### Your assignment
Show every line from the data below that includes "EngineContext".

-- Opening Marker --

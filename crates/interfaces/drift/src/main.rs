use std::sync::Arc;

use anyhow::Context;
use clap::Parser;
use drift_config::{Mode, ProcessConfig};
use drift_engine::{
    EngineContext, EngineHooks, Notifier, Severity, SyncConfig, SyncEngine, SyncEvent,
};
use drift_infra::SyncPools;
use drift_persistence::FileSettingsStore;
use drift_server::ReceiverState;
use tracing::{error, info, warn};
use tracing_subscriber::EnvFilter;

#[derive(Parser)]
#[command(name = "drift", version, about = "Continuous directory synchronizer")]
struct Cli {
    /// Override MODE from the environment (sender or receiver).
    #[arg(long)]
    mode: Option<String>,
    /// Data root served in receiver mode.
    #[arg(long, default_value = "/data")]
    data_root: String,
    /// Listen address in receiver mode.
    #[arg(long, default_value = "0.0.0.0:8080")]
    listen: String,
}

#[tokio::main]
async fn main() -> anyhow::Result<()> {
    tracing_subscriber::fmt()
        .with_env_filter(
            EnvFilter::try_from_default_env().unwrap_or_else(|_| EnvFilter::new("info")),
        )
        .init();

    let cli = Cli::parse();
    let mut config = drift_config::load_from_env().context("loading configuration")?;
    match cli.mode.as_deref() {
        Some("sender") => config.mode = Mode::Sender,
        Some("receiver") => config.mode = Mode::Receiver,
        Some(other) => anyhow::bail!("unknown --mode {other}, expected sender or receiver"),
        None => {}
    }

    let pools = SyncPools::single();
    match config.mode {
        Mode::Receiver => run_receiver(&cli, pools).await,
        Mode::Sender => run_sender(config, pools).await,
    }
}

async fn run_receiver(cli: &Cli, pools: Arc<SyncPools>) -> anyhow::Result<()> {
    let state = ReceiverState::new(cli.data_root.clone(), pools);
    let listener = tokio::net::TcpListener::bind(&cli.listen)
        .await
        .with_context(|| format!("binding {}", cli.listen))?;
    drift_server::serve(state, listener).await?;
    Ok(())
}

async fn run_sender(config: ProcessConfig, pools: Arc<SyncPools>) -> anyhow::Result<()> {
    let store = Arc::new(
        FileSettingsStore::open(&config.config_dir)
            .with_context(|| format!("opening settings store in {}", config.config_dir))?,
    );

    let mut engines = Vec::new();
    for pair in &config.engines {
        // A target URI that names this host's own identity syncs straight
        // into the local data path instead of bouncing through rsync.
        let target = match (&config.dest_host, &config.dest_module) {
            (Some(host), Some(module)) => {
                drift_core::target::resolve_target_path(&pair.target, host, module)
                    .inspect(|local| {
                        info!(engine = pair.id, target = %local, "target resolved to local path")
                    })
                    .unwrap_or_else(|| pair.target.clone())
            }
            _ => pair.target.clone(),
        };

        let mut engine_config = SyncConfig::new(pair.id, pair.source.clone(), target);
        engine_config.rule = pair.rule;
        engine_config.auto_approve_deletions = pair.auto_approve;
        engine_config.bandwidth_limit = config.bandwidth_limit;
        engine_config.poll_interval = config.poll_interval;
        if let Some(watch_interval) = config.watch_interval {
            engine_config.watch_interval = watch_interval;
        }

        let engine = SyncEngine::new(
            engine_config,
            EngineContext {
                pools: pools.clone(),
                store: store.clone(),
                cache_dir: config.config_dir.clone(),
                hooks: Arc::new(LogHooks),
                notifier: Arc::new(LogNotifier),
                dest_host: config.dest_host.clone(),
                rsync_password: config.rsync_password.clone(),
                receiver_port: 8080,
            },
        )
        .with_context(|| format!("building engine {}", pair.id))?;
        engine.clone().start();
        engines.push(engine);
    }

    if engines.is_empty() {
        warn!("no SYNC_<N>_SOURCE/TARGET pairs configured; nothing to do");
        return Ok(());
    }
    info!(engines = engines.len(), "sender running");

    tokio::signal::ctrl_c().await?;
    info!("shutting down");
    for engine in &engines {
        engine.stop();
    }
    Ok(())
}

/// Default hooks: everything lands in the process log.
struct LogHooks;

impl EngineHooks for LogHooks {
    fn on_event(&self, event: &SyncEvent) {
        info!(
            engine = event.engine_id,
            action = %event.action,
            path = %event.path,
            size = event.size,
            "sync event"
        );
    }

    fn on_error(&self, path: &str, message: &str) {
        warn!(path, message, "sync error");
    }
}

struct LogNotifier;

impl Notifier for LogNotifier {
    fn notify(&self, message: &str, severity: Severity) {
        match severity {
            Severity::Info => info!("{message}"),
            Severity::Warning => warn!("{message}"),
            Severity::Error => error!("{message}"),
        }
    }
}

-- Closing Marker --

### Exercise answer
    EngineContext, EngineHooks, Notifier, Severity, SyncConfig, SyncEngine, SyncEvent,
            EngineContext {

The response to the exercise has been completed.